Poveri nello spirito, infatti, non si nasce, ma si diventa e si rimane a costo di immani sacrifici e continue rinunce contro le istintive aspirazioni dei sensi, le pretese dell’intelligenza, le irrisioni della sorte, le incomprensioni degli uomini.
Quando il giovane ricco udì l’invito di Gesù a lasciare tutto per seguirlo, “se ne andò triste, poiché aveva molte ricchezze” (Mt 19,22). E’ questa anche la nostra storia personale, come è la storia della nostra civiltà?
“Occorre affrontare il nocciolo della questione, domandandoci positivamente in che cosa consista la povertà evangelica. L’errore sta nel volerla spiegare partendo da prospettive umane. Occorre tornare alla Scrittura ed interrogarsi sul significato della parola povero” (Jean Daniélou).
Il “povero” (‘ptokòs” greco / “pauper” dalla radice “pau” poco), dunque. non è il rassegnato ad una condizione di indigenza o di miseria. La povertà si definisce essenzialmente nella sua relazione con Dio e non anzitutto in relazione ai beni materiali o agli altri uomini. Il povero è colui che pone la volontà di Dio al di sopra di tutto, perché ha capito che Dio è preferibile a tutto. Esprime sfiducia nei beni materiali e nelle risorse personali ed insieme bisogno e desiderio di Dio e dei beni superiori. La povertà evangelica è libera anche dalla povertà e consiste nell’essere liberi da tutto, tranne che dalla volontà di Dio. La privazione sarà buona se voluta da Dio, ma lo sarà anche la prosperità se voluta da Dio.
Il biblista A. Gelin ammette che la prima beatitudine, nella sua formulazione originaria, non poteva parlare che di “poveri”, senza la precisazione “di spirito”. E spiega: “Si crederà con ciò che Gesù abbia beatificato una classe sociale?
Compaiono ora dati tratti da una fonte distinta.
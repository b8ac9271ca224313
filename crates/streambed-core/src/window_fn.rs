//! Window assignment functions: fixed, sliding, session, and the global window.

use streambed_types::{Timestamp, Window};

/// A proposed merge of several active windows into one, produced by a mergeable [`WindowFn`].
#[derive(Debug, Clone)]
pub struct MergeAction {
    pub from: Vec<Window>,
    pub into: Window,
}

/// Assigns an element's event timestamp to one or more windows, and, for mergeable strategies,
/// proposes merges among the windows currently active for a key.
pub trait WindowFn: Send + Sync {
    fn assign(&self, timestamp: Timestamp) -> Vec<Window>;

    fn is_mergeable(&self) -> bool {
        false
    }

    /// Given every window currently active for a key, propose merges. The default implementation
    /// never merges anything; only [`SessionWindows`] overrides it.
    fn merge_windows(&self, _active: &[Window]) -> Vec<MergeAction> {
        Vec::new()
    }
}

/// Non-overlapping windows of fixed size, aligned to multiples of `size_ms` since the epoch.
#[derive(Debug, Clone, Copy)]
pub struct FixedWindows {
    size_ms: i64,
}

impl FixedWindows {
    pub fn new(size_ms: i64) -> Self {
        assert!(size_ms > 0, "fixed window size must be positive");
        Self { size_ms }
    }
}

impl WindowFn for FixedWindows {
    fn assign(&self, timestamp: Timestamp) -> Vec<Window> {
        let start = timestamp.div_euclid(self.size_ms) * self.size_ms;
        vec![Window::new(start, start + self.size_ms)]
    }
}

/// Overlapping windows of `size_ms`, starting every `period_ms`. An element falls into every
/// window whose interval contains its timestamp.
#[derive(Debug, Clone, Copy)]
pub struct SlidingWindows {
    size_ms: i64,
    period_ms: i64,
}

impl SlidingWindows {
    pub fn new(size_ms: i64, period_ms: i64) -> Self {
        assert!(size_ms > 0 && period_ms > 0, "sliding window size and period must be positive");
        assert!(size_ms % period_ms == 0, "sliding window size must be a multiple of its period");
        Self { size_ms, period_ms }
    }
}

impl WindowFn for SlidingWindows {
    fn assign(&self, timestamp: Timestamp) -> Vec<Window> {
        let last_start = timestamp.div_euclid(self.period_ms) * self.period_ms;
        let windows_per_element = self.size_ms / self.period_ms;
        (0..windows_per_element)
            .map(|k| {
                let start = last_start - k * self.period_ms;
                Window::new(start, start + self.size_ms)
            })
            .collect()
    }
}

/// Session windows: each element is initially assigned its own `[ts, ts + 1)` window; windows
/// whose gap is smaller than `gap_ms` are merged by [`merge_windows`](WindowFn::merge_windows).
#[derive(Debug, Clone, Copy)]
pub struct SessionWindows {
    gap_ms: i64,
}

impl SessionWindows {
    pub fn new(gap_ms: i64) -> Self {
        assert!(gap_ms > 0, "session gap must be positive");
        Self { gap_ms }
    }
}

impl WindowFn for SessionWindows {
    fn assign(&self, timestamp: Timestamp) -> Vec<Window> {
        vec![Window::new(timestamp, timestamp + 1)]
    }

    fn is_mergeable(&self) -> bool {
        true
    }

    fn merge_windows(&self, active: &[Window]) -> Vec<MergeAction> {
        let mut sorted = active.to_vec();
        sorted.sort_by_key(|w| w.start());

        let mut actions = Vec::new();
        let mut group: Vec<Window> = Vec::new();
        let mut span: Option<Window> = None;

        for w in sorted {
            match span {
                None => {
                    span = Some(w);
                    group = vec![w];
                }
                Some(current_span) if w.start() < current_span.end() + self.gap_ms => {
                    span = Some(current_span.span(&w));
                    group.push(w);
                }
                Some(current_span) => {
                    if group.len() > 1 {
                        actions.push(MergeAction { from: group.clone(), into: current_span });
                    }
                    span = Some(w);
                    group = vec![w];
                }
            }
        }
        if let Some(current_span) = span {
            if group.len() > 1 {
                actions.push(MergeAction { from: group, into: current_span });
            }
        }
        actions
    }
}

/// The single window spanning all of event time, used by non-windowed (global) strategies.
#[derive(Debug, Clone, Copy, Default)]
pub struct GlobalWindows;

impl WindowFn for GlobalWindows {
    fn assign(&self, _timestamp: Timestamp) -> Vec<Window> {
        vec![Window::global()]
    }
}

#[cfg(test)]
mod tests {
    use super::*;
    use test_case::test_case;

    #[test]
    fn fixed_windows_align_to_size() {
        let wf = FixedWindows::new(10);
        assert_eq!(wf.assign(0), vec![Window::new(0, 10)]);
        assert_eq!(wf.assign(9), vec![Window::new(0, 10)]);
        assert_eq!(wf.assign(10), vec![Window::new(10, 20)]);
    }

    #[test_case(5, vec![Window::new(0, 10), Window::new(-5, 5)] ; "middle of overlap")]
    #[test_case(0, vec![Window::new(0, 10), Window::new(-5, 5)] ; "boundary shared by two windows")]
    fn sliding_windows_assign_every_overlapping_window(ts: i64, expected: Vec<Window>) {
        let wf = SlidingWindows::new(10, 5);
        let mut got = wf.assign(ts);
        let mut expected = expected;
        got.sort();
        expected.sort();
        assert_eq!(got, expected);
    }

    #[test]
    fn session_windows_merge_when_gap_is_small_enough() {
        let wf = SessionWindows::new(5);
        let active = vec![Window::new(0, 1), Window::new(3, 4), Window::new(20, 21)];
        let actions = wf.merge_windows(&active);
        assert_eq!(actions.len(), 1);
        assert_eq!(actions[0].into, Window::new(0, 4));
        assert_eq!(actions[0].from.len(), 2);
    }

    #[test]
    fn session_windows_do_not_merge_across_a_large_gap() {
        let wf = SessionWindows::new(5);
        let active = vec![Window::new(0, 1), Window::new(10, 11)];
        assert!(wf.merge_windows(&active).is_empty());
    }

    #[test]
    fn global_window_assigns_every_timestamp_to_one_window() {
        let wf = GlobalWindows;
        assert_eq!(wf.assign(12345), vec![Window::global()]);
    }
}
Nessuna categoria sociale è canonizzata; Nessuna, come tale, viene posta in rapporto diretto col Regno; soltanto una situazione “spirituale” può accogliere un dono spirituale; solo la fede confidente apre l’uomo alla grazia di Dio. E’ questa apertura a Dio che si chiama povertà spirituale. Che la povertà reale sia una strada privilegiata verso la povertà dell’anima, un terreno in cui più facilmente germoglia quest’ultima, che valga la pena accettarla e talvolta anche ricercarla, come avviene in montagna con le faticose marce di avvicinamento, tutto questo è vero e ripetuto nel Vangelo. Qui Gesù non dice di più di quanto non dica nel masal sulla cruna dell’ago (Mt. 19,24). Egli ha richiamato la condizione e il presupposto di un comportamento religioso. Non pensiamo dunque. a proposito (della prima beatitudine), anzi a sproposito, ai proletari. né a “coloro che si sentono nella miseria”. Per qual motivo queste situazioni sociali sarebbero meritorie per il cielo? Senza dire che l’uditorio di Gesù nel Discorso della Montagna comprendeva un certo numero di piccoli proprietari … il “povero” è il “cliente” di Dio, colui che ha scommesso su Dio, che non ha in se stesso il suo punto di appoggio, che è aperto verso Dio nella confidenza della fede” (A. Gelin).
La povertà di spirito ha un’accezione più estesa della povertà materiale, ma non può totalmente prescindere da questa.